Blöde Frage mal eben: warum hast Du denn keine "echte" Umfrage erstellt????? (Umfragefunktion)


----------



## redeye (25. Januar 2004)

Weil ich eben auf die schnelle nicht gesehen hab wie das geht...
Aber danke für die Antwort!


----------



## Meeresangler_Schwerin (25. Januar 2004)

Hi, ich fische mit 30iger Daiwa Turnament in der Brandung. Davor eine 61iger Schlagschnur. Ich habe auch schon 28iger geangelt die muß dann aber sehr wenig Dehnung haben.


----------



## AngelnderWolf (25. Januar 2004)

Mit einer guten 30er hatte ich noch nie Probleme. Werfe bis zu 200 Gramm.


----------



## Sylverpasi (10. Februar 2004)

Hi! Ich fische mit einer 35iger Mono von Penn ohne Schlagschnur. Tragkraft 11 Kg. Hab bis jetzt keine Probs gehabt. Gibt es auf einer 800 m Spule und kostet 13 Euronen. Gruß Dennis


----------



## Andreas Thomsen (10. Februar 2004)

moin, nehme Geflochtene und monofile Schlagschnur.


----------



## Meeresangler_Schwerin (10. Februar 2004)

> Hi! Ich fische mit einer 35iger Mono von Penn ohne Schlagschnur.
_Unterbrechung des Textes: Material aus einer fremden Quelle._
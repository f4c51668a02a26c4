// PlantData Testdata - Generated tables and file output
// Copyright (c) 2025 David Martin Venti
//
// Dual-licensed under AGPL-3.0 and Commercial License.
// See LICENSE file for details.

//! Generated tables and file output.

use crate::contract::{ASSET_FILE, CONTRACT_FILE, MANIFEST_FILE, PLANT_FILE, SCADA_FILE};
use crate::manifest::PlantManifest;
use serde_json::Value;
use std::collections::BTreeMap;
use std::fs::File;
use std::io::{BufWriter, Write};
use std::path::{Path, PathBuf};
use thiserror::Error;

/// Dataset error types.
#[derive(Debug, Error)]
pub enum DatasetError {
    #[error("IO error: {0}")]
    Io(#[from] std::io::Error),

    #[error("JSON error: {0}")]
    Json(#[from] serde_json::Error),

    #[error("Invalid generator config: {0}")]
    InvalidConfig(String),
}

/// A raw table exactly as it will be written, cells already formatted.
#[derive(Debug, Clone, Default, PartialEq, Eq)]
pub struct CsvTable {
    pub headers: Vec<String>,
    pub rows: Vec<Vec<String>>,
}

impl CsvTable {
    pub fn new(headers: &[&str]) -> Self {
        Self {
            headers: headers.iter().map(|h| h.to_string()).collect(),
            rows: Vec::new(),
        }
    }

    pub fn push(&mut self, row: Vec<String>) {
        self.rows.push(row);
    }

    pub fn len(&self) -> usize {
        self.rows.len()
    }

    pub fn is_empty(&self) -> bool {
        self.rows.is_empty()
    }

    pub fn column_index(&self, header: &str) -> Option<usize> {
        self.headers.iter().position(|h| h == header)
    }

    /// Export to a comma-delimited file.
    pub fn to_csv(&self, path: impl AsRef<Path>) -> Result<(), DatasetError> {
        let file = File::create(path)?;
        let mut writer = BufWriter::new(file);

        writeln!(writer, "{}", self.headers.join(","))?;
        for row in &self.rows {
            writeln!(writer, "{}", row.join(","))?;
        }

        writer.flush()?;
        Ok(())
    }
}

/// A complete generated plant.
#[derive(Debug, Clone)]
pub struct SyntheticPlant {
    /// `plant_meta.json` contents.
    pub contract: Value,
    pub scada: CsvTable,
    /// Meter, availability and curtailment in one table.
    pub plant: CsvTable,
    /// Reanalysis tables keyed by product name.
    pub reanalysis: BTreeMap<String, CsvTable>,
    pub assets: CsvTable,
    pub manifest: PlantManifest,
}

impl SyntheticPlant {
    /// Write every table, the contract and the manifest into `dir`.
    ///
    /// Returns the paths written.
    pub fn write_to(&self, dir: impl AsRef<Path>) -> Result<Vec<PathBuf>, DatasetError> {
        let dir = dir.as_ref();
        std::fs::create_dir_all(dir)?;

        let reanalysis_files = self.contract["files"]["reanalysis"].as_object();
        let mut written = Vec::new();

        for (table, file) in [
            (&self.scada, SCADA_FILE),
            (&self.plant, PLANT_FILE),
            (&self.assets, ASSET_FILE),
        ] {
            let path = dir.join(file);
            table.to_csv(&path)?;
            written.push(path);
        }

        for (product, table) in &self.reanalysis {
            let file = reanalysis_files
                .and_then(|files| files.get(product))
                .and_then(Value::as_str)
                .map(str::to_string)
                .unwrap_or_else(|| format!("{}.csv", product));
            let path = dir.join(file);
            table.to_csv(&path)?;
            written.push(path);
        }

        let path = dir.join(CONTRACT_FILE);
        std::fs::write(&path, serde_json::to_string_pretty(&self.contract)?)?;
        written.push(path);

        let path = dir.join(MANIFEST_FILE);
        self.manifest.to_json_file(&path)?;
        written.push(path);

        Ok(written)
    }
}
//! Time normalizer
//!
//! Every source ends up on naive UTC: values carrying an explicit offset are
//! converted to UTC, zone-less values are read in the source's assumed
//! offset, and the zone annotation is stripped in both cases.

use chrono::{DateTime, Duration, FixedOffset, NaiveDate, NaiveDateTime};

use crate::error::PipelineError;

const ZONED_FORMATS: &[&str] = &[
    "%Y-%m-%d %H:%M:%S%.f%:z",
    "%Y-%m-%dT%H:%M:%S%.f%:z",
    "%Y-%m-%d %H:%M:%S%.f%z",
    "%Y-%m-%dT%H:%M:%S%.f%z",
    "%Y-%m-%d %H:%M%:z",
    "%Y-%m-%dT%H:%M%:z",
];

const NAIVE_FORMATS: &[&str] = &[
    "%Y-%m-%d %H:%M:%S%.f",
    "%Y-%m-%dT%H:%M:%S%.f",
    "%Y-%m-%d %H:%M",
    "%Y-%m-%dT%H:%M",
    "%Y/%m/%d %H:%M:%S",
    "%Y/%m/%d %H:%M",
];

/// Parse one timestamp cell into naive UTC.
///
/// Returns `None` when the text matches no known layout.
pub fn parse_timestamp(text: &str, assumed: FixedOffset) -> Option<NaiveDateTime> {
    let text = text.trim();
    if text.is_empty() {
        return None;
    }

    if let Ok(dt) = DateTime::parse_from_rfc3339(text) {
        return Some(dt.naive_utc());
    }
    for fmt in ZONED_FORMATS {
        if let Ok(dt) = DateTime::parse_from_str(text, fmt) {
            return Some(dt.naive_utc());
        }
    }

    // trailing "Z" / " UTC" on an otherwise naive layout
    let (body, offset) = match text
        .strip_suffix('Z')
        .or_else(|| text.strip_suffix(" UTC"))
    {
        Some(body) => (body.trim_end(), 0),
        None => (text, assumed.local_minus_utc()),
    };

    let naive = NAIVE_FORMATS
        .iter()
        .find_map(|fmt| NaiveDateTime::parse_from_str(body, fmt).ok())
        .or_else(|| {
            NaiveDate::parse_from_str(body, "%Y-%m-%d")
                .ok()
                .and_then(|d| d.and_hms_opt(0, 0, 0))
        })?;

    Some(naive - Duration::seconds(i64::from(offset)))
}

/// Normalize a whole timestamp column.
///
/// Fails on the first cell that cannot be parsed, naming its row (0-based,
/// header excluded).
pub fn normalize_timestamps<'a, I>(
    source_name: &str,
    cells: I,
    assumed: FixedOffset,
) -> Result<Vec<NaiveDateTime>, PipelineError>
where
    I: IntoIterator<Item = &'a str>,
{
    cells
        .into_iter()
        .enumerate()
        .map(|(row, cell)| {
            parse_timestamp(cell, assumed).ok_or_else(|| PipelineError::MalformedTimestamp {
                source_name: source_name.to_string(),
                row,
                value: cell.to_string(),
            })
        })
        .collect()
}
Sehr interessant, WIE und vor allem wie weit wirfst du damit.


----------



## Sylverpasi (10. Februar 2004)

Ich nehme maxi 125iger Birnenbleie oder Torpedeobleie und komme in etwa 100 bis 120 Meter. Natürlich wenn Wind von vorne kommt sind es dann unter 100  m. Also ich kann mich nicht beschweren. Klar verliere ich mal ein Vorfach, aber das kommt selten vor. 150iger oder 200ter Bleie nehme ich überhaupt nicht. Wenn dann 150iger Kralle bei starkem Wind.


----------



## Meeresangler_Schwerin (10. Februar 2004)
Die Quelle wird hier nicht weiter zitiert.